Brain : a journal of neurology

Hypersensitivity of the hippocampal CA3 region to stress-induced neurodegeneration and amyloidogenesis in a rat model of surgical menopause.

PMID 23474850


Females who enter menopause prematurely via bilateral ovariectomy (surgical menopause) have a significantly increased risk for cognitive decline and dementia. To help elucidate the mechanisms underlying this phenomenon, we used an animal model of surgical menopause, long-term (10-week) bilateral ovariectomy in female rats. Herein, we demonstrate that long-term oestrogen deprivation dramatically increases sensitivity of the normally resistant hippocampal CA3 region to ischaemic stress, an effect that was gender-specific, as it was not observed in long-term orchiectomized males. Furthermore, the enhanced damage to the CA3 region correlated with a worse cognitive outcome after ischaemic stress.

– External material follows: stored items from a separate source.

//! Proven steps: replayable call sequences derived from successful calls

use std::collections::BTreeMap;

use serde::{Deserialize, Serialize};
use serde_json::Value;
use tracing::debug;

use super::plan::{Plan, StepStatus};
use crate::tools::builtin::{is_replayable_action, BROWSER, PLANNING};

/// One call known to have succeeded
#[derive(Debug, Clone, PartialEq, Serialize, Deserialize)]
#[serde(rename_all = "camelCase")]
pub struct ProvenCall {
    pub tool_name: String,
    pub arguments: Value,
}

#[derive(Debug, Clone, PartialEq, Serialize, Deserialize)]
#[serde(rename_all = "camelCase")]
pub struct ProvenStep {
    pub index: usize,
    pub description: String,
    pub tool_calls: Vec<ProvenCall>,
}

/// Flattened artifact entry: `{index, description, toolName, arguments}`
#[derive(Debug, Clone, PartialEq, Serialize, Deserialize)]
#[serde(rename_all = "camelCase")]
pub struct ProvenAction {
    pub index: usize,
    pub description: String,
    pub tool_name: String,
    pub arguments: Value,
}

/// Flatten steps into the stored artifact form
pub fn flatten(steps: &[ProvenStep]) -> Vec<ProvenAction> {
    steps
        .iter()
        .flat_map(|step| {
            step.tool_calls.iter().map(move |call| ProvenAction {
                index: step.index,
                description: step.description.clone(),
                tool_name: call.tool_name.clone(),
                arguments: call.arguments.clone(),
            })
        })
        .collect()
}

/// Regroup stored actions into steps, keeping first-seen order
pub fn group(actions: &[ProvenAction]) -> Vec<ProvenStep> {
    let mut steps: Vec<ProvenStep> = Vec::new();
    for action in actions {
        let call = ProvenCall {
            tool_name: action.tool_name.clone(),
            arguments: action.arguments.clone(),
        };
        match steps.iter_mut().find(|step| step.index == action.index) {
            Some(step) => step.tool_calls.push(call),
            None => steps.push(ProvenStep {
                index: action.index,
                description: action.description.clone(),
                tool_calls: vec![call],
            }),
        }
    }
    steps
}

/// Collects replayable calls per plan step while the agent runs
#[derive(Debug, Clone, Default)]
pub struct ProvenStepTracker {
    open: BTreeMap<usize, Vec<ProvenCall>>,
    completed: BTreeMap<usize, ProvenStep>,
    current: Option<usize>,
}

impl ProvenStepTracker {
    /// Tracker that records into `index` from the start (sub-agents)
    pub fn seeded(index: Option<usize>) -> Self {
        let mut tracker = Self::default();
        if let Some(index) = index {
            tracker.open.insert(index, Vec::new());
            tracker.current = Some(index);
        }
        tracker
    }

    pub fn current(&self) -> Option<usize> {
        self.current
    }

    /// Feed one successful call. With a plan, step state is read from the
    /// plan after the call; without one it comes from the call's arguments.
    pub fn observe(&mut self, tool: &str, args: &Value, plan: Option<&Plan>) {
        match tool {
            PLANNING => match plan {
                Some(plan) => self.sync_with_plan(args, plan),
                None => self.follow_mark_args(args),
            },
            BROWSER => {
                let action = args["action"].as_str().unwrap_or_default();
                if !is_replayable_action(action) {
                    return;
                }
                if let Some(current) = self.current {
                    debug!(step_index = current, action, "Recorded proven call");
                    self.open.entry(current).or_default().push(ProvenCall {
                        tool_name: tool.to_string(),
                        arguments: args.clone(),
                    });
                }
            }
            _ => {}
        }
    }

    fn sync_with_plan(&mut self, args: &Value, plan: &Plan) {
        if args["command"] == "mark_step" {
            let completed = args["step_index"]
                .as_u64()
                .map(|i| i as usize)
                .filter(|&i| plan.steps.get(i).is_some_and(|step| step.status == StepStatus::Completed));
            if let Some(index) = completed {
                self.complete(index, Some(plan));
            }
        }
        self.current = plan.in_progress();
        if let Some(index) = self.current {
            self.open.entry(index).or_default();
        }
    }

    fn follow_mark_args(&mut self, args: &Value) {
        if args["command"] != "mark_step" {
            return;
        }
        let Some(index) = args["step_index"].as_u64().map(|i| i as usize) else {
            return;
        };
        // mark_step without a status completes the step
        match args["step_status"].as_str().unwrap_or("completed").parse::<StepStatus>() {
            Ok(StepStatus::InProgress) => {
                self.open.entry(index).or_default();
                self.current = Some(index);
            }
            Ok(StepStatus::Completed) => self.complete(index, None),
            Ok(_) => {
                if self.current == Some(index) {
                    self.current = None;
                }
            }
            Err(_) => {}
        }
    }

    fn complete(&mut self, index: usize, plan: Option<&Plan>) {
        if self.current == Some(index) {
            self.current = None;
        }
        let Some(calls) = self.open.remove(&index).filter(|calls| !calls.is_empty()) else {
            return;
        };
        let description = plan
            .and_then(|plan| plan.description(index))
            .map(str::to_string)
            .unwrap_or_else(|| format!("Step {}", index));
        debug!(step_index = index, calls = calls.len(), "Proven step completed");
        self.completed.insert(
            index,
            ProvenStep {
                index,
                description,
                tool_calls: calls,
            },
        );
    }

    /// Calls recorded so far for a step that has not completed
    pub fn open_calls(&self, index: usize) -> &[ProvenCall] {
        self.open.get(&index).map(Vec::as_slice).unwrap_or(&[])
    }

    /// Append calls recorded elsewhere (a delegate) to a step
    pub fn merge(&mut self, index: usize, calls: Vec<ProvenCall>) {
        if calls.is_empty() {
            return;
        }
        match self.completed.get_mut(&index) {
            Some(step) => step.tool_calls.extend(calls),
            None => self.open.entry(index).or_default().extend(calls),
        }
    }

    /// Completed steps in index order
    pub fn finalize(&self) -> Vec<ProvenStep> {
        self.completed.values().cloned().collect()
    }
}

Long-term ovariectomized rats also displayed a robust hyperinduction of Alzheimer's disease-related proteins in the CA3 region and a switch in amyloid precursor protein processing from non-amyloidogenic to amyloidogenic following ischaemic stress CA3 hypersensitivity also extended to an Alzheimer's disease-relevant insult, as the CA3 region of long-term ovariectomized rats was profoundly hypersensitive to the neurotoxic effects of amyloid-β1-42, the most amyloidogenic form of the amyloid-β peptide. Additional studies revealed that CA3 region hypersensitivity, Alzheimer's disease-related protein induction, and amyloidogenesis are mediated by a NADPH oxidase/superoxide/c-Jun N-terminal kinase/c-Jun signalling pathway, involving both transcriptional and post-translational mechanisms. In addition, while 17β-oestradiol replacement at the end of the long-term oestrogen deprivation period could not prevent CA3 hypersensitivity and amyloidogenesis, if 17β-oestradiol was initiated at the time of ovariectomy and maintained throughout the 10-week oestrogen deprivation period, it completely prevented these events, providing support for the 'critical window' hypothesis for oestrogen replacement therapy benefit. Collectively, these findings may help explain the increased risk of cognitive decline and dementia observed in women following surgical menopause, and they provide increased support that early 17β-oestradiol replacement is critical in preventing the negative neural effects associated with bilateral ovariectomy.